Fields	Description	Value type	Supported NVIDIA Run:ai workload type
container / port	Specifies the port that the container running the inference service exposes	integer	Inference Distributed inference (API only) NVIDIA NIM services (API only)
protocol	Specifies the protocol used by the port. Defaults to http. Enum: "http", "grpc"	string	Inference Distributed inference (API only)
authorizationType	Specifies the authorization type for serving port URL access. Defaults to public, which means no authorization is required. If set to authenticatedUsers, only authenticated NVIDIA Run:ai users are allowed to access the URL. If set to authorizedUsersOrGroups, only users or groups specified in authorizedUsers or authorizedGroups are allowed to access the URL. Supported from cluster version 2.19. Enum: "public", "authenticatedUsers", "authorizedUsersOrGroups"	string	Inference Distributed inference (API only)
authorizedUsers	Specifies the list of users that are allowed to access the URL. Note that authorizedUsers and authorizedGroups are mutually exclusive.	array	Inference Distributed inference (API only)
authorizedGroups	Specifies the list of groups that are allowed to access the URL. Note that authorizedUsers and authorizedGroups are mutually exclusive.	array	Inference Distributed inference (API only)
clusterLocalAccessOnly	Configures the serving port URL to be available only on the cluster-local network, and not externally. Defaults to false.	boolean	Inference
exposeExternally	Indicates whether the inference serving endpoint should be accessible outside the cluster. If set to true, the endpoint will be exposed externally. To enable external access, your administrator must configure the cluster as described in the inference requirements section.	boolean	Distributed inference (API only) NVIDIA NIM services (API only)
exposedUrl	The custom URL to use for the serving port. If empty (default), an autogenerated URL will be used.	string	Distributed inference (API only) NVIDIA NIM services (API only)
serviceType	The type of Kubernetes service to create for the inference deployment. Options include 'ClusterIP' (default), 'NodePort', 'LoadBalancer', and 'ExternalName'. Default: "ClusterIP"	string	NVIDIA NIM services (API only)
grpcPort	The GRPC port that the container running the inference service exposes.	integer	NVIDIA NIM services (API only)
metricsPort	The port where metrics are exposed, required only if it's different than the main port.	integer	NVIDIA NIM services (API only)
exposedProtocol	The protocol to use for the exposed URL. If grpcPort is set, this defaults to grpc.
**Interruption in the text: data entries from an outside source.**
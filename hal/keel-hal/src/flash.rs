//! Flash device descriptors
//!
//! Boards expose their flash devices through a small numeric id space.
//! Id 0 is always the MCU's internal flash; anything a board does not
//! know about is simply "not found".

/// Static description of a flash device
#[derive(Debug, Clone, Copy, PartialEq, Eq)]
#[cfg_attr(feature = "defmt", derive(defmt::Format))]
pub struct FlashDescriptor {
    /// Human-readable device name
    pub name: &'static str,
    /// Address of the first byte
    pub base_address: u32,
    /// Number of erase sectors
    pub sector_count: u32,
    /// Size of one erase sector in bytes
    pub sector_size: u32,
    /// Minimum write granularity in bytes
    pub write_alignment: u8,
    /// Value of an erased byte
    pub erased_value: u8,
}

impl FlashDescriptor {
    /// Total size in bytes
    pub const fn size(&self) -> u32 {
        self.sector_count * self.sector_size
    }

    /// Start address of a sector, or `None` past the end of the device
    pub fn sector_address(&self, sector: u32) -> Option<u32> {
        if sector < self.sector_count {
            Some(self.base_address + sector * self.sector_size)
        } else {
            None
        }
    }

    /// Check whether an address lies inside this device
    pub fn contains(&self, address: u32) -> bool {
        address >= self.base_address && address - self.base_address < self.size()
    }
}

/// Flash device lookup by id
pub trait FlashMap {
    /// Get the flash device registered under `id`
    ///
    /// Returns `None` for ids the board does not map.
    fn flash_dev(&self, id: u8) -> Option<&'static FlashDescriptor>;
}
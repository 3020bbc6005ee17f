//! Interrupt numbers and priority policy
//!
//! nRF52840 implements 3 NVIC priority bits, so priorities run from 0
//! (highest) to 7 (lowest).

/// Interrupt numbers (IRQn) of the nRF52840
pub mod irqn {
    pub const POWER_CLOCK: i16 = 0;
    pub const RADIO: i16 = 1;
    pub const UARTE0: i16 = 2;
    /// SPIM0 / SPIS0 / TWIM0 / TWIS0 / SPI0 / TWI0
    pub const SERIAL0: i16 = 3;
    /// SPIM1 / SPIS1 / TWIM1 / TWIS1 / SPI1 / TWI1
    pub const SERIAL1: i16 = 4;
    pub const GPIOTE: i16 = 6;
    pub const SAADC: i16 = 7;
    pub const TIMER0: i16 = 8;
    pub const TIMER1: i16 = 9;
    pub const TIMER2: i16 = 10;
    pub const RTC0: i16 = 11;
    pub const RTC1: i16 = 17;
    pub const TIMER3: i16 = 26;
    pub const TIMER4: i16 = 27;
    pub const PWM0: i16 = 28;
    pub const PWM1: i16 = 33;
    pub const PWM2: i16 = 34;
    pub const SPIM2: i16 = 35;
    pub const UARTE1: i16 = 40;
    pub const PWM3: i16 = 45;
}

/// Numerically lowest, i.e. most urgent, NVIC priority
pub const HIGHEST_PRIORITY: u32 = 0;

/// Lowest NVIC priority
pub const LOWEST_PRIORITY: u32 = (1 << NVIC_PRIO_BITS) - 1;

/// Implemented NVIC priority bits
pub const NVIC_PRIO_BITS: u32 = 3;

/// Effective priority for an interrupt
///
/// The radio always pre-empts everything else; every other interrupt
/// keeps the priority it asked for.
pub fn resolve_priority(irq: i16, requested: u32) -> u32 {
    match irq {
        irqn::RADIO => HIGHEST_PRIORITY,
        _ => requested,
    }
}

#[cfg(test)]
mod tests {
    use super::*;
    use proptest::prelude::*;

    #[test]
    fn test_radio_pinned() {
        assert_eq!(resolve_priority(irqn::RADIO, LOWEST_PRIORITY), 0);
        assert_eq!(resolve_priority(irqn::RADIO, 0), 0);
    }

    #[test]
    fn test_others_pass_through() {
        assert_eq!(resolve_priority(irqn::SAADC, 5), 5);
        assert_eq!(resolve_priority(irqn::UARTE0, 0), 0);
        // Core exceptions have negative numbers
        assert_eq!(resolve_priority(-1, 3), 3);
    }

    proptest! {
        #[test]
        fn prop_radio_ignores_request(requested in any::<u32>()) {
            prop_assert_eq!(resolve_priority(irqn::RADIO, requested), HIGHEST_PRIORITY);
        }

        #[test]
        fn prop_pass_through(irq in any::<i16>(), requested in any::<u32>()) {
            prop_assume!(irq != irqn::RADIO);
            prop_assert_eq!(resolve_priority(irq, requested), requested);
        }
    }
}
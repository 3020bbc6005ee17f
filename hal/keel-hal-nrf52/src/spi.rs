//! SPI0 register block for polled transfers
//!
//! Direct access to the legacy (non-EasyDMA) SPI master on the shared
//! serial box 0. Only the registers the polled primitive needs, plus the
//! minimal setup to enable the block, are exposed.
//!
//! Reference: nRF52840 Product Specification, SPI (deprecated) chapter.

use core::ptr::{read_volatile, write_volatile};

use keel_core::config::SpiConfig;
use keel_hal::{PolledSpi, SpiRegisters};

/// SPI0 register offsets
const EVENTS_READY: usize = 0x108;
const ENABLE: usize = 0x500;
const PSEL_SCK: usize = 0x508;
const PSEL_MOSI: usize = 0x50C;
const PSEL_MISO: usize = 0x510;
const RXD: usize = 0x518;
const TXD: usize = 0x51C;
const FREQUENCY: usize = 0x524;
const CONFIG: usize = 0x554;

/// ENABLE value selecting the legacy SPI master
const ENABLE_SPI: u32 = 1;

/// PSEL value for a disconnected pin
const PSEL_DISCONNECTED: u32 = 1 << 31;

/// SPI clock frequency
#[derive(Debug, Clone, Copy, PartialEq, Eq)]
#[cfg_attr(feature = "defmt", derive(defmt::Format))]
#[repr(u32)]
pub enum SpiFrequency {
    K125 = 0x0200_0000,
    K250 = 0x0400_0000,
    K500 = 0x0800_0000,
    M1 = 0x1000_0000,
    M2 = 0x2000_0000,
    M4 = 0x4000_0000,
    M8 = 0x8000_0000,
}

/// SPI0 register block
pub struct Spi0 {
    base: usize,
}

/// Polled SPI master on SPI0
pub type PolledSpi0 = PolledSpi<Spi0>;

impl Spi0 {
    /// Base address of serial box 0
    pub const BASE: usize = 0x4000_3000;

    /// Take SPI0
    ///
    /// # Safety
    ///
    /// The caller must own serial box 0 exclusively for the lifetime of
    /// the returned value: TWI0/SPIM0/SPIS0 must not be enabled and the
    /// interrupt-driven SPI driver must not touch the instance.
    pub unsafe fn steal() -> Self {
        Self::at(Self::BASE)
    }

    /// Register block at an arbitrary base address
    ///
    /// # Safety
    ///
    /// `base` must point to a readable and writable SPI register block
    /// (or memory laid out like one) that nothing else accesses.
    pub unsafe fn at(base: usize) -> Self {
        Self { base }
    }

    /// Route pins, set mode 0 MSB-first at `frequency` and enable the block
    ///
    /// Slave select is not routed; it stays a GPIO owned by the caller.
    pub fn configure(&mut self, config: &SpiConfig, frequency: SpiFrequency) {
        self.write_reg(ENABLE, 0);
        self.write_reg(PSEL_SCK, config.sck.number() as u32);
        self.write_reg(PSEL_MOSI, config.mosi.number() as u32);
        self.write_reg(PSEL_MISO, config.miso.number() as u32);
        self.write_reg(FREQUENCY, frequency as u32);
        self.write_reg(CONFIG, 0);
        self.write_reg(ENABLE, ENABLE_SPI);
    }

    /// Disable the block and release its pins
    pub fn disable(&mut self) {
        self.write_reg(ENABLE, 0);
        self.write_reg(PSEL_SCK, PSEL_DISCONNECTED);
        self.write_reg(PSEL_MOSI, PSEL_DISCONNECTED);
        self.write_reg(PSEL_MISO, PSEL_DISCONNECTED);
    }

    /// Wrap into a polled master
    pub fn into_polled(self) -> PolledSpi0 {
        PolledSpi::new(self)
    }

    #[inline]
    fn read_reg(&self, offset: usize) -> u32 {
        // SAFETY: exclusive access to a valid block was promised in `at`
        unsafe { read_volatile((self.base + offset) as *const u32) }
    }

    #[inline]
    fn write_reg(&mut self, offset: usize, value: u32) {
        // SAFETY: as above
        unsafe { write_volatile((self.base + offset) as *mut u32, value) }
    }
}

impl SpiRegisters for Spi0 {
    fn write_txd(&mut self, byte: u8) {
        self.write_reg(TXD, byte as u32);
    }

    fn read_rxd(&mut self) -> u8 {
        self.read_reg(RXD) as u8
    }

    fn event_ready(&mut self) -> bool {
        self.read_reg(EVENTS_READY) != 0
    }

    fn clear_event_ready(&mut self) {
        self.write_reg(EVENTS_READY, 0);
    }
}
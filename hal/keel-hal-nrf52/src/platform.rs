//! nRF52840 bring-up platform
//!
//! Implements the bring-up collaborator traits on top of the resource
//! allocator and an in-memory device table. Claiming a resource is where
//! conflicts are caught; the actual register setup of each bus is done
//! later by its driver.

use keel_core::config::{I2cConfig, SpiConfig, SpiRole};
use keel_core::device::DeviceTable;
use keel_core::traits::{
    DeviceRegistry, DeviceSpec, HalError, PeripheralHal, RegistryError, TickSource,
};
use keel_hal::Pin;

use crate::clock::ClockConfig;
use crate::resources::{ResourceAllocator, SerialBox};

/// Bring-up platform for the nRF52840
pub struct Nrf52Platform<'a, const N: usize> {
    resources: ResourceAllocator,
    devices: &'a mut DeviceTable<N>,
    /// Timer backing the tick source, if any
    tick_timer: Option<u8>,
    tick_freq: Option<u32>,
    clocks: ClockConfig,
    clock_started: bool,
}

impl<'a, const N: usize> Nrf52Platform<'a, N> {
    /// Create a platform registering devices into `devices`
    ///
    /// `tick_timer` is the hardware timer cputime runs on.
    pub fn new(devices: &'a mut DeviceTable<N>, tick_timer: Option<u8>) -> Self {
        Self {
            resources: ResourceAllocator::new(),
            devices,
            tick_timer,
            tick_freq: None,
            clocks: ClockConfig::NRF52840PDK,
            clock_started: false,
        }
    }

    /// Use `clocks` instead of the PDK crystals
    pub fn with_clocks(mut self, clocks: ClockConfig) -> Self {
        self.clocks = clocks;
        self
    }

    pub fn resources(&self) -> &ResourceAllocator {
        &self.resources
    }

    /// Tick source frequency, once started
    pub fn tick_freq(&self) -> Option<u32> {
        self.tick_freq
    }

    /// Clock sources running, once the clock step ran
    pub fn clocks(&self) -> Option<ClockConfig> {
        self.clock_started.then_some(self.clocks)
    }

    /// Claim serial box 0 and the SPI pins for the polled SPI master
    ///
    /// Fails if bring-up already put TWI0 or SPI0 on that box.
    pub fn claim_polled_spi(&mut self, config: &SpiConfig) -> Result<(), HalError> {
        self.claim_bus(SerialBox::Serial0, &spi_pins(config))
    }

    fn claim_bus(&mut self, serial: SerialBox, pins: &[Option<Pin>; 4]) -> Result<(), HalError> {
        let numbers = pin_numbers(pins);
        self.resources.allocate_serial(serial)?;
        if let Err(e) = self.resources.allocate_pins(&numbers) {
            self.resources.release_serial(serial);
            return Err(e);
        }
        Ok(())
    }
}

fn pin_numbers(pins: &[Option<Pin>; 4]) -> heapless::Vec<u8, 4> {
    pins.iter().flatten().map(|pin| pin.number()).collect()
}

fn spi_pins(config: &SpiConfig) -> [Option<Pin>; 4] {
    [
        Some(config.sck),
        Some(config.mosi),
        Some(config.miso),
        config.ss,
    ]
}

impl<const N: usize> PeripheralHal for Nrf52Platform<'_, N> {
    fn clock_start(&mut self) {
        // The runtime's chip init already started `self.clocks`; the
        // firmware passes the same config to both.
        self.clock_started = true;

        #[cfg(feature = "defmt")]
        defmt::debug!(
            "clocks running: HFCLK {} LFCLK {}",
            self.clocks.hfclk,
            self.clocks.lfclk
        );
    }

    fn timer_init(&mut self, index: u8) -> Result<(), HalError> {
        self.resources.allocate_timer(index)?;

        #[cfg(feature = "defmt")]
        defmt::debug!("TIMER{} claimed", index);

        Ok(())
    }

    fn i2c_init(&mut self, index: u8, config: &I2cConfig) -> Result<(), HalError> {
        let serial = SerialBox::for_twi(index).ok_or(HalError::InvalidInstance)?;
        self.claim_bus(serial, &[Some(config.scl), Some(config.sda), None, None])?;

        #[cfg(feature = "defmt")]
        defmt::debug!("TWI{} claimed at {} Hz", index, config.frequency.hz());

        Ok(())
    }

    fn spi_init(
        &mut self,
        index: u8,
        config: &SpiConfig,
        role: SpiRole,
    ) -> Result<(), HalError> {
        let serial = SerialBox::for_spi(index).ok_or(HalError::InvalidInstance)?;
        self.claim_bus(serial, &spi_pins(config))?;

        #[cfg(feature = "defmt")]
        defmt::debug!("SPI{} claimed as {}", index, role);
        #[cfg(not(feature = "defmt"))]
        let _ = role;

        Ok(())
    }
}

impl<const N: usize> TickSource for Nrf52Platform<'_, N> {
    fn init_tick_source(&mut self, freq_hz: u32) -> Result<(), HalError> {
        let timer = self.tick_timer.ok_or(HalError::InvalidInstance)?;
        if !self.resources.is_timer_allocated(timer) {
            return Err(HalError::TimerUnclaimed);
        }
        self.tick_freq = Some(freq_hz);

        #[cfg(feature = "defmt")]
        defmt::debug!("cputime on TIMER{} at {} Hz", timer, freq_hz);

        Ok(())
    }
}

impl<const N: usize> DeviceRegistry for Nrf52Platform<'_, N> {
    fn create_device(&mut self, spec: DeviceSpec) -> Result<(), RegistryError> {
        let numbers = pin_numbers(&spec.config.pins());
        self.resources
            .allocate_pins(&numbers)
            .map_err(|_| RegistryError::PinConflict)?;

        // A device the table turns away must not keep its pins
        if let Err(e) = self.devices.create_device(spec) {
            self.resources.release_pins(&numbers);
            return Err(e);
        }
        Ok(())
    }
}
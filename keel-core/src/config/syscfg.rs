//! System configuration snapshot
//!
//! The resolved set of board options: which peripherals exist and how
//! they are wired. Resolved once at build time (the firmware's build
//! script turns `syscfg.toml` into a `SysConfig` constant) and never
//! changed afterwards.
//!
//! This is plain data. Typed peripheral configs are derived from it by
//! the builders in [`super::peripheral`], and only for peripherals that
//! are enabled.

#[cfg(feature = "serde")]
use serde::{Deserialize, Serialize};

use super::peripheral::{AdcResolution, I2cFrequency, Oversample};

/// Number of hardware timer instances
pub const TIMER_COUNT: usize = 6;

/// Number of hardware PWM instances
pub const PWM_COUNT: usize = 4;

/// Number of GPIO pins (P0.00-P0.31, P1.00-P1.15)
pub const GPIO_COUNT: u8 = 48;

/// Tick source (cputime) options
#[derive(Debug, Clone, Copy, PartialEq, Eq)]
#[cfg_attr(feature = "defmt", derive(defmt::Format))]
#[cfg_attr(feature = "serde", derive(Serialize, Deserialize))]
#[cfg_attr(feature = "serde", serde(deny_unknown_fields))]
pub struct CputimeOptions {
    /// Backing timer instance, negative disables the tick source
    pub timer_num: i8,
    /// Tick frequency in Hz
    pub freq: u32,
}

impl CputimeOptions {
    /// Backing timer, if the tick source is enabled
    pub fn timer(&self) -> Option<u8> {
        u8::try_from(self.timer_num).ok()
    }
}

/// SAADC options
#[derive(Debug, Clone, Copy, PartialEq, Eq)]
#[cfg_attr(feature = "defmt", derive(defmt::Format))]
#[cfg_attr(feature = "serde", derive(Serialize, Deserialize))]
#[cfg_attr(feature = "serde", serde(deny_unknown_fields))]
pub struct AdcOptions {
    pub enabled: bool,
    /// Resolution in bits (8, 10, 12 or 14)
    pub resolution: u8,
    /// Samples averaged per conversion (1 = off, up to 256)
    pub oversample: u16,
    pub interrupt_priority: u8,
}

/// TWI master options
#[derive(Debug, Clone, Copy, PartialEq, Eq)]
#[cfg_attr(feature = "defmt", derive(defmt::Format))]
#[cfg_attr(feature = "serde", derive(Serialize, Deserialize))]
#[cfg_attr(feature = "serde", serde(deny_unknown_fields))]
pub struct I2cOptions {
    pub enabled: bool,
    pub pin_scl: u8,
    pub pin_sda: u8,
    pub freq_khz: u16,
}

/// SPI options, shared by the master and slave roles
#[derive(Debug, Clone, Copy, PartialEq, Eq)]
#[cfg_attr(feature = "defmt", derive(defmt::Format))]
#[cfg_attr(feature = "serde", derive(Serialize, Deserialize))]
#[cfg_attr(feature = "serde", serde(deny_unknown_fields))]
pub struct SpiOptions {
    pub enabled: bool,
    pub pin_sck: u8,
    pub pin_mosi: u8,
    pub pin_miso: u8,
    /// Slave select, negative when unused (master SS is a plain GPIO)
    pub pin_ss: i16,
}

/// Hardware UART options
#[derive(Debug, Clone, Copy, PartialEq, Eq)]
#[cfg_attr(feature = "defmt", derive(defmt::Format))]
#[cfg_attr(feature = "serde", derive(Serialize, Deserialize))]
#[cfg_attr(feature = "serde", serde(deny_unknown_fields))]
pub struct UartOptions {
    pub enabled: bool,
    pub pin_tx: u8,
    pub pin_rx: u8,
    /// Negative disables hardware flow control on this line
    pub pin_rts: i16,
    pub pin_cts: i16,
}

/// Bit-banged UART options
#[derive(Debug, Clone, Copy, PartialEq, Eq)]
#[cfg_attr(feature = "defmt", derive(defmt::Format))]
#[cfg_attr(feature = "serde", derive(Serialize, Deserialize))]
#[cfg_attr(feature = "serde", serde(deny_unknown_fields))]
pub struct BitbangUartOptions {
    pub enabled: bool,
    pub pin_tx: u8,
    pub pin_rx: u8,
}

/// Complete board configuration snapshot
///
/// When deserialized, missing top-level entries keep their
/// [`SysConfig::NRF52840PDK`] value.
#[derive(Debug, Clone, Copy, PartialEq, Eq)]
#[cfg_attr(feature = "defmt", derive(defmt::Format))]
#[cfg_attr(feature = "serde", derive(Serialize, Deserialize))]
#[cfg_attr(feature = "serde", serde(default, deny_unknown_fields))]
pub struct SysConfig {
    /// Hardware timer presence, by instance
    pub timers: [bool; TIMER_COUNT],
    /// PWM presence, by instance
    pub pwm: [bool; PWM_COUNT],
    /// Software PWM on top of a timer
    pub soft_pwm: bool,
    /// Register-level polled SPI access on SPI 0
    pub polled_spi: bool,
    pub cputime: CputimeOptions,
    pub adc_0: AdcOptions,
    pub i2c_0: I2cOptions,
    pub spi_0_master: SpiOptions,
    pub spi_0_slave: SpiOptions,
    pub uart_0: UartOptions,
    pub uart_1: BitbangUartOptions,
}

/// Configuration that can never boot
#[derive(Debug, Clone, Copy, PartialEq, Eq)]
#[cfg_attr(feature = "defmt", derive(defmt::Format))]
pub enum ConfigError {
    /// SPI 0 enabled as both master and slave
    SpiRoleConflict,
    /// Tick source backed by a timer that does not exist
    CputimeTimerOutOfRange(i8),
    /// Tick source enabled with a zero frequency
    CputimeZeroFrequency,
    /// TWI cannot run at this frequency (kHz)
    UnsupportedI2cFrequency(u16),
    /// SAADC cannot run at this resolution (bits)
    UnsupportedAdcResolution(u8),
    /// SAADC cannot average this many samples
    UnsupportedOversample(u16),
    /// Pin number beyond the chip's GPIOs
    InvalidPin(i16),
}

impl SysConfig {
    /// Stock configuration of the nRF52840 preview development kit
    ///
    /// Timer 0 backs a 1 MHz tick source, UART 0 is wired to the
    /// on-board debugger; everything else is off.
    pub const NRF52840PDK: Self = Self {
        timers: [true, false, false, false, false, false],
        pwm: [false; PWM_COUNT],
        soft_pwm: false,
        polled_spi: false,
        cputime: CputimeOptions {
            timer_num: 0,
            freq: 1_000_000,
        },
        adc_0: AdcOptions {
            enabled: false,
            resolution: 12,
            oversample: 1,
            interrupt_priority: 7,
        },
        i2c_0: I2cOptions {
            enabled: false,
            pin_scl: 27,
            pin_sda: 26,
            freq_khz: 100,
        },
        spi_0_master: SpiOptions {
            enabled: false,
            pin_sck: 47,
            pin_mosi: 45,
            pin_miso: 46,
            pin_ss: -1,
        },
        spi_0_slave: SpiOptions {
            enabled: false,
            pin_sck: 47,
            pin_mosi: 45,
            pin_miso: 46,
            pin_ss: 44,
        },
        uart_0: UartOptions {
            enabled: true,
            pin_tx: 6,
            pin_rx: 8,
            pin_rts: 5,
            pin_cts: 7,
        },
        uart_1: BitbangUartOptions {
            enabled: false,
            pin_tx: 11,
            pin_rx: 12,
        },
    };

    /// Configuration with every peripheral switched off
    pub const fn disabled() -> Self {
        let mut cfg = Self::NRF52840PDK;
        cfg.timers = [false; TIMER_COUNT];
        cfg.cputime.timer_num = -1;
        cfg.uart_0.enabled = false;
        cfg
    }

    /// Reject option combinations that can never boot
    ///
    /// Only looks at enabled peripherals; a disabled peripheral's
    /// options are never read.
    pub fn validate(&self) -> Result<(), ConfigError> {
        if self.spi_0_master.enabled && self.spi_0_slave.enabled {
            return Err(ConfigError::SpiRoleConflict);
        }

        if self.cputime.timer_num >= TIMER_COUNT as i8 {
            return Err(ConfigError::CputimeTimerOutOfRange(self.cputime.timer_num));
        }
        if self.cputime.timer().is_some() && self.cputime.freq == 0 {
            return Err(ConfigError::CputimeZeroFrequency);
        }

        if self.i2c_0.enabled {
            I2cFrequency::from_khz(self.i2c_0.freq_khz)?;
        }

        self.validate_pins()?;

        if self.adc_0.enabled {
            AdcResolution::from_bits(self.adc_0.resolution)?;
            Oversample::from_samples(self.adc_0.oversample)?;
        }

        Ok(())
    }

    /// Every pin of an enabled peripheral must exist on the chip
    ///
    /// Negative optional pins are "not connected" and always accepted.
    fn validate_pins(&self) -> Result<(), ConfigError> {
        if self.i2c_0.enabled {
            check_pins(&[i16::from(self.i2c_0.pin_scl), i16::from(self.i2c_0.pin_sda)])?;
        }
        // The polled master drives the SPI 0 master pins
        if self.spi_0_master.enabled || self.polled_spi {
            check_spi_pins(&self.spi_0_master)?;
        }
        if self.spi_0_slave.enabled {
            check_spi_pins(&self.spi_0_slave)?;
        }
        if self.uart_0.enabled {
            let u = &self.uart_0;
            check_pins(&[i16::from(u.pin_tx), i16::from(u.pin_rx), u.pin_rts, u.pin_cts])?;
        }
        if self.uart_1.enabled {
            check_pins(&[i16::from(self.uart_1.pin_tx), i16::from(self.uart_1.pin_rx)])?;
        }
        Ok(())
    }

    /// Number of enabled hardware timers
    pub fn timer_count(&self) -> usize {
        self.timers.iter().filter(|&&t| t).count()
    }
}

fn check_spi_pins(opts: &SpiOptions) -> Result<(), ConfigError> {
    check_pins(&[
        i16::from(opts.pin_sck),
        i16::from(opts.pin_mosi),
        i16::from(opts.pin_miso),
        opts.pin_ss,
    ])
}

fn check_pins(pins: &[i16]) -> Result<(), ConfigError> {
    match pins.iter().find(|&&p| p >= GPIO_COUNT as i16) {
        Some(&pin) => Err(ConfigError::InvalidPin(pin)),
        None => Ok(()),
    }
}

impl Default for SysConfig {
    fn default() -> Self {
        Self::NRF52840PDK
    }
}

#[cfg(test)]
mod tests {
    use super::*;

    #[test]
    fn test_stock_config_is_valid() {
        let cfg = SysConfig::NRF52840PDK;
        assert_eq!(cfg.validate(), Ok(()));
        assert_eq!(cfg.timer_count(), 1);
        assert_eq!(cfg.cputime.timer(), Some(0));
    }

    #[test]
    fn test_disabled_config() {
        let cfg = SysConfig::disabled();
        assert_eq!(cfg.validate(), Ok(()));
        assert_eq!(cfg.timer_count(), 0);
        assert_eq!(cfg.cputime.timer(), None);
        assert!(!cfg.uart_0.enabled);
    }

    #[test]
    fn test_spi_role_conflict() {
        let mut cfg = SysConfig::NRF52840PDK;
        cfg.spi_0_master.enabled = true;
        cfg.spi_0_slave.enabled = true;
        assert_eq!(cfg.validate(), Err(ConfigError::SpiRoleConflict));

        cfg.spi_0_slave.enabled = false;
        assert_eq!(cfg.validate(), Ok(()));
    }

    #[test]
    fn test_cputime_range() {
        let mut cfg = SysConfig::NRF52840PDK;
        cfg.cputime.timer_num = 6;
        assert_eq!(
            cfg.validate(),
            Err(ConfigError::CputimeTimerOutOfRange(6))
        );

        cfg.cputime.timer_num = 5;
        assert_eq!(cfg.validate(), Ok(()));

        cfg.cputime.freq = 0;
        assert_eq!(cfg.validate(), Err(ConfigError::CputimeZeroFrequency));

        // Frequency is irrelevant once the tick source is off
        cfg.cputime.timer_num = -1;
        assert_eq!(cfg.validate(), Ok(()));
    }

    #[test]
    fn test_disabled_options_not_checked() {
        let mut cfg = SysConfig::NRF52840PDK;
        cfg.i2c_0.freq_khz = 123;
        cfg.adc_0.resolution = 9;
        assert_eq!(cfg.validate(), Ok(()));

        cfg.i2c_0.enabled = true;
        assert_eq!(
            cfg.validate(),
            Err(ConfigError::UnsupportedI2cFrequency(123))
        );

        cfg.i2c_0.freq_khz = 400;
        cfg.adc_0.enabled = true;
        assert_eq!(
            cfg.validate(),
            Err(ConfigError::UnsupportedAdcResolution(9))
        );
    }

    #[test]
    fn test_pins_beyond_chip_rejected() {
        let mut cfg = SysConfig::NRF52840PDK;
        cfg.spi_0_slave.enabled = true;
        cfg.spi_0_slave.pin_ss = 300;
        assert_eq!(cfg.validate(), Err(ConfigError::InvalidPin(300)));

        cfg.spi_0_slave.pin_ss = 44;
        cfg.uart_0.pin_cts = 200;
        assert_eq!(cfg.validate(), Err(ConfigError::InvalidPin(200)));

        cfg.uart_0.pin_cts = -1;
        assert_eq!(cfg.validate(), Ok(()));

        // First pin past P1.15
        cfg.uart_0.pin_tx = 48;
        assert_eq!(cfg.validate(), Err(ConfigError::InvalidPin(48)));
        cfg.uart_0.pin_tx = 47;
        assert_eq!(cfg.validate(), Ok(()));
    }

    #[test]
    fn test_pins_of_disabled_peripherals_ignored() {
        let mut cfg = SysConfig::NRF52840PDK;
        cfg.i2c_0.pin_scl = 200;
        cfg.uart_1.pin_rx = 99;
        assert_eq!(cfg.validate(), Ok(()));

        cfg.uart_1.enabled = true;
        assert_eq!(cfg.validate(), Err(ConfigError::InvalidPin(99)));
    }

    #[test]
    fn test_polled_spi_pins_checked() {
        let mut cfg = SysConfig::NRF52840PDK;
        cfg.spi_0_master.pin_sck = 64;
        assert_eq!(cfg.validate(), Ok(()));

        cfg.polled_spi = true;
        assert_eq!(cfg.validate(), Err(ConfigError::InvalidPin(64)));
    }

    #[cfg(feature = "serde")]
    #[test]
    fn test_toml_overrides_stock() {
        let cfg: SysConfig = toml::from_str(
            r#"
            timers = [true, true, false, false, false, false]
            polled_spi = true

            [cputime]
            timer_num = 1
            freq = 32768

            [uart_1]
            enabled = true
            pin_tx = 11
            pin_rx = 12
            "#,
        )
        .unwrap();

        assert_eq!(cfg.timer_count(), 2);
        assert!(cfg.polled_spi);
        assert_eq!(cfg.cputime.timer(), Some(1));
        assert!(cfg.uart_1.enabled);
        // Untouched sections keep the stock values
        assert_eq!(cfg.uart_0, SysConfig::NRF52840PDK.uart_0);
        assert_eq!(cfg.validate(), Ok(()));
    }

    #[cfg(feature = "serde")]
    #[test]
    fn test_toml_rejects_unknown_keys() {
        assert!(toml::from_str::<SysConfig>("spi_1_master = true").is_err());
        assert!(toml::from_str::<SysConfig>(
            "[uart_1]\nenabled = true\npin_tx = 11\npin_rx = 12\nbaud = 9600"
        )
        .is_err());
    }
}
Otherwise, it defaults to http. Enum: "http" "grpc"	string	NVIDIA NIM services (API only)

### Autoscaling Fields

Fields	Description	Value type	Supported NVIDIA Run:ai workload type
metricThresholdPercentage	Specifies the percentage of metric threshold value to use for autoscaling. Defaults to 70. Applicable only with the 'throughput' and 'concurrency' metrics.	number	Inference
minReplicas	Specifies the minimum number of replicas for autoscaling. Defaults to 1. Use 0 to allow scale-to-zero.	integer	Inference NVIDIA NIM services (API only)
maxReplicas	Specifies the maximum number of replicas for autoscaling. Defaults to minReplicas, or to 1 if minReplicas is set to 0.	integer	Inference NVIDIA NIM services (API only)
initialReplicas	Specifies the number of replicas to run when initializing the workload for the first time. Defaults to minReplicas, or to 1 if minReplicas is set to 0.	integer	Inference
activationReplicas	Specifies the number of replicas to run when scaling-up from zero. Defaults to minReplicas, or to 1 if minReplicas is set to 0.	integer	Inference
concurrencyHardLimit	Specifies the maximum number of requests allowed to flow to a single replica at any time. 0 means no limit.	integer	Inference
scaleToZeroRetentionSeconds	Specifies the minimum amount of time (in seconds) that the last replica will remain active after a scale-to-zero decision. Defaults to 0. Available only if minReplicas is set to 0.	integer	Inference
scaleDownDelaySeconds	Specifies the minimum amount of time (in seconds) that a replica will remain active after a scale-down decision	integer	Inference
scaleWindowSeconds	The time window for autoscaling decisions, in seconds. Defaults to 300 seconds.	integer	NVIDIA NIM services (API only)
metric	Specifies the metric to use for autoscaling. Mandatory if minReplicas < maxReplicas, except for the special case where minReplicas is set to 0 and maxReplicas is set to 1, as in this case autoscaling decisions are made according to network activity rather than metrics. Use one of the built-in metrics of 'throughput', 'concurrency' or 'latency', or any other available custom metric. Only the 'throughput' and 'concurrency' metrics support scale-to-zero.	string	Inference
metricThreshold	Specifies the threshold to use with the specified metric for autoscaling. Mandatory if metric is specified.	integer	Inference NVIDIA NIM services (API only)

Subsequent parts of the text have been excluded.